The cause for my 1% loss this morning can be summed up by three things; oil, uranium, and MGM.

Oil is obvious, as people jump into buying crude thanks to positive outlook on Japan’s economy.

Uranium is most likely from people running scared, as a result of Germany’s declaration of nuclear de-activity…someday.

And MGM is just MGM. Roll with it.

Ergo I will not be adjusting. Japan may instigate a massive surge in crude, but once it’s taken off the table, there seem to be far more exogenous events that can negatively impact crude, at this point, than positive ones. Libya declaring a cease fire, for instance, and beginning to massively export crude so as to aid reconstruction efforts. Ditto for other countries in that region who have been hit by revolution. See my other rants to try and comprise a full list of scenarios that may crush crude oil prices.
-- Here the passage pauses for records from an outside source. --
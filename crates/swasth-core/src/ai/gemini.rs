//! Gemini (Google generateContent) client
//!
//! Non-streaming calls only; the agent runs one decision step per user
//! turn, so streaming is overkill here.

use std::time::{Duration, Instant};

use async_trait::async_trait;
use serde_json::{json, Value};
use tracing::{debug, info, warn};

use super::types::{AgentReply, AiTool, AiToolCall, Content, ModelMessage, Role};
use super::{AiError, TextGeneration};

const DEFAULT_BASE_URL: &str = "https://generativelanguage.googleapis.com/v1beta";
const DEFAULT_MODEL: &str = "gemini-1.5-flash-latest";
const DEFAULT_MAX_OUTPUT_TOKENS: usize = 4096;
const REQUEST_TIMEOUT: Duration = Duration::from_secs(30);

/// Configuration for the Gemini client
#[derive(Debug, Clone)]
pub struct GeminiConfig {
    pub api_key: String,
    /// Model ID to use for API calls
    pub model: String,
    /// Optional base URL override (defaults to the public endpoint)
    pub base_url: Option<String>,
    /// Maximum output tokens
    pub max_output_tokens: usize,
    /// Sampling temperature
    pub temperature: f32,
}

impl GeminiConfig {
    pub fn new(api_key: impl Into<String>) -> Self {
        Self {
            api_key: api_key.into(),
            model: DEFAULT_MODEL.to_string(),
            base_url: None,
            max_output_tokens: DEFAULT_MAX_OUTPUT_TOKENS,
            temperature: 0.2,
        }
    }

    pub fn with_model(mut self, model: impl Into<String>) -> Self {
        self.model = model.into();
        self
    }

    fn api_url(&self) -> String {
        let base = self.base_url.as_deref().unwrap_or(DEFAULT_BASE_URL);
        format!("{}/models/{}:generateContent", base, self.model)
    }
}

/// HTTP client for the Google generateContent API.
pub struct GeminiClient {
    config: GeminiConfig,
    client: reqwest::Client,
}

impl GeminiClient {
    pub fn new(config: GeminiConfig) -> Self {
        let client = reqwest::Client::builder()
            .timeout(REQUEST_TIMEOUT)
            .build()
            .unwrap_or_default();
        Self { config, client }
    }

    pub fn model(&self) -> &str {
        &self.config.model
    }

    async fn call(&self, body: Value) -> Result<Value, AiError> {
        let start = Instant::now();
        debug!(model = %self.config.model, "Gemini call starting");

        let response = self
            .client
            .post(self.config.api_url())
            .header("x-goog-api-key", &self.config.api_key)
            .json(&body)
            .send()
            .await?;

        let status = response.status();
        if !status.is_success() {
            let message = response.text().await.unwrap_or_default();
            warn!(status = %status, "Gemini API returned an error");
            return Err(AiError::Api {
                status: status.as_u16(),
                message,
            });
        }

        let json: Value = response.json().await?;
        info!(
            model = %self.config.model,
            elapsed_ms = start.elapsed().as_millis() as u64,
            "Gemini call complete"
        );
        Ok(json)
    }

    fn base_body(&self, system: &str) -> Value {
        json!({
            "systemInstruction": {
                "parts": [{"text": system}]
            },
            "generationConfig": {
                "maxOutputTokens": self.config.max_output_tokens,
                "temperature": self.config.temperature
            }
        })
    }
}

#[async_trait]
impl TextGeneration for GeminiClient {
    async fn decide(
        &self,
        system: &str,
        messages: &[ModelMessage],
        tools: &[AiTool],
    ) -> Result<AgentReply, AiError> {
        let mut body = self.base_body(system);
        body["contents"] = Value::Array(convert_messages(messages));

        if !tools.is_empty() {
            // Sort declarations deterministically: tool order is part of
            // the request identity and should not depend on map iteration.
            let mut declarations: Vec<Value> = tools
                .iter()
                .map(|t| {
                    json!({
                        "name": t.name,
                        "description": t.description,
                        "parameters": t.input_schema
                    })
                })
                .collect();
            declarations.sort_by(|a, b| {
                let name_a = a.get("name").and_then(|n| n.as_str()).unwrap_or("");
                let name_b = b.get("name").and_then(|n| n.as_str()).unwrap_or("");
                name_a.cmp(name_b)
            });
            body["tools"] = json!([{"functionDeclarations": declarations}]);
        }

        let json = self.call(body).await?;
        parse_reply(&json)
    }

    async fn generate(&self, system: &str, prompt: &str) -> Result<String, AiError> {
        let mut body = self.base_body(system);
        body["contents"] = json!([{
            "role": "user",
            "parts": [{"text": prompt}]
        }]);

        let json = self.call(body).await?;
        let reply = parse_reply(&json)?;
        if reply.text.is_empty() {
            return Err(AiError::EmptyResponse);
        }
        Ok(reply.text)
    }

    async fn generate_structured(&self, system: &str, prompt: &str) -> Result<Value, AiError> {
        let mut body = self.base_body(system);
        body["contents"] = json!([{
            "role": "user",
            "parts": [{"text": prompt}]
        }]);
        body["generationConfig"]["responseMimeType"] = json!("application/json");

        let json = self.call(body).await?;
        let reply = parse_reply(&json)?;
        serde_json::from_str(reply.text.trim())
            .map_err(|e| AiError::MalformedOutput(e.to_string()))
    }
}

/// Convert unified messages into Gemini `contents` entries.
///
/// Assistant tool requests become `functionCall` parts on a `model` turn;
/// tool results become `functionResponse` parts on a `user` turn. System
/// messages are carried separately via `systemInstruction` and skipped here.
fn convert_messages(messages: &[ModelMessage]) -> Vec<Value> {
    let mut contents = Vec::with_capacity(messages.len());

    for msg in messages {
        let role = match msg.role {
            Role::System => continue,
            Role::Assistant => "model",
            Role::User | Role::Tool => "user",
        };

        let mut parts = Vec::new();
        for item in &msg.content {
            match item {
                Content::Text { text } => parts.push(json!({"text": text})),
                Content::ToolUse { name, input, .. } => {
                    parts.push(json!({
                        "functionCall": {"name": name, "args": input}
                    }));
                }
                Content::ToolResult { name, output, .. } => {
                    parts.push(json!({
                        "functionResponse": {
                            "name": name,
                            "response": {"content": output}
                        }
                    }));
                }
            }
        }

        if !parts.is_empty() {
            contents.push(json!({"role": role, "parts": parts}));
        }
    }

    contents
}

/// Extract text and tool calls from a generateContent response.
fn parse_reply(json: &Value) -> Result<AgentReply, AiError> {
    let parts = json
        .get("candidates")
        .and_then(|c| c.as_array())
        .and_then(|arr| arr.first())
        .and_then(|candidate| candidate.get("content"))
        .and_then(|content| content.get("parts"))
        .and_then(|parts| parts.as_array())
        .ok_or(AiError::EmptyResponse)?;

    let mut reply = AgentReply::default();
    for part in parts {
        if let Some(text) = part.get("text").and_then(|t| t.as_str()) {
            reply.text.push_str(text);
        }
        if let Some(call) = part.get("functionCall") {
            let name = call
                .get("name")
                .and_then(|n| n.as_str())
                .unwrap_or_default()
                .to_string();
            let arguments = call.get("args").cloned().unwrap_or(json!({}));
            reply.tool_calls.push(AiToolCall {
                id: format!("call-{}", uuid::Uuid::new_v4()),
                name,
                arguments,
            });
        }
    }

    reply.text = reply.text.trim().to_string();
    Ok(reply)
}

#[cfg(test)]
mod tests {
    use super::*;

    #[test]
    fn parse_reply_extracts_text_and_function_call() {
        let response = json!({
            "candidates": [{
                "content": {
                    "role": "model",
                    "parts": [
                        {"text": "On it."},
                        {"functionCall": {
                            "name": "get_recipe_details",
                            "args": {"item_name": "dhokla"}
                        }}
                    ]
                }
            }]
        });

        let reply = parse_reply(&response).unwrap();
        assert_eq!(reply.text, "On it.");
        assert_eq!(reply.tool_calls.len(), 1);
        assert_eq!(reply.tool_calls[0].name, "get_recipe_details");
        assert_eq!(reply.tool_calls[0].arguments["item_name"], "dhokla");
    }

    #[test]
    fn parse_reply_without_candidates_is_empty_response() {
        let response = json!({"candidates": []});
        assert!(matches!(
            parse_reply(&response),
            Err(AiError::EmptyResponse)
        ));
    }

    #[test]
    fn convert_messages_maps_roles_and_tool_results() {
        let messages = vec![
            ModelMessage::text(Role::User, "plan my meals"),
            ModelMessage {
                role: Role::Assistant,
                content: vec![Content::ToolUse {
                    id: "c1".to_string(),
                    name: "create_meal_plan".to_string(),
                    input: json!({"user_request": "plan my meals"}),
                }],
            },
            ModelMessage {
                role: Role::Tool,
                content: vec![Content::ToolResult {
                    tool_use_id: "c1".to_string(),
                    name: "create_meal_plan".to_string(),
                    output: json!({"greeting": "Hi"}),
                    is_error: None,
                }],
            },
        ];

        let contents = convert_messages(&messages);
        assert_eq!(contents.len(), 3);
        assert_eq!(contents[0]["role"], "user");
        assert_eq!(contents[1]["role"], "model");
        assert_eq!(
            contents[1]["parts"][0]["functionCall"]["name"],
            "create_meal_plan"
        );
        assert_eq!(contents[2]["role"], "user");
        assert_eq!(
            contents[2]["parts"][0]["functionResponse"]["response"]["content"]["greeting"],
            "Hi"
        );
    }

    #[test]
    fn api_url_uses_base_override() {
        let mut config = GeminiConfig::new("key");
        config.base_url = Some("http://localhost:9999/v1beta".to_string());
        assert_eq!(
            config.api_url(),
            "http://localhost:9999/v1beta/models/gemini-1.5-flash-latest:generateContent"
        );
    }
}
I will add to my ERX short if it crosses $90; and will do so again at $110.

As for nuclear, I sincerely doubt countries saying they intend to wean off will carry through with it. There are just no suitable substitutes, at this point. Alternative energy is not up to the task, oil is very, very expensive, and I don’t see countries having the will power to step into coal. Still, if you believe that nuclear is getting the axe, coal and perhaps natural gas are the places to be.

Myself, I think these countries are just making show until things calm down enough to renege. But even if a decade from now, some countries do go through with plans to scuttle existing nuclear operations, uranium miners like CCJ are a buy today. Plants marked for shut down will still require fuel until their doors are closed. And for the task of keeping all current plants operational, uranium prices are cheap here.

Altogether I will hold my positions, which I have favorable prospects for, hedging by holding short energy companies (ERX). The losses today are very much an off event, caused by unique weakness in other areas of my portfolio. However, further downside in these positions seems limited, and the rest of my holdings, especially the multi-family REITs, are displaying strength.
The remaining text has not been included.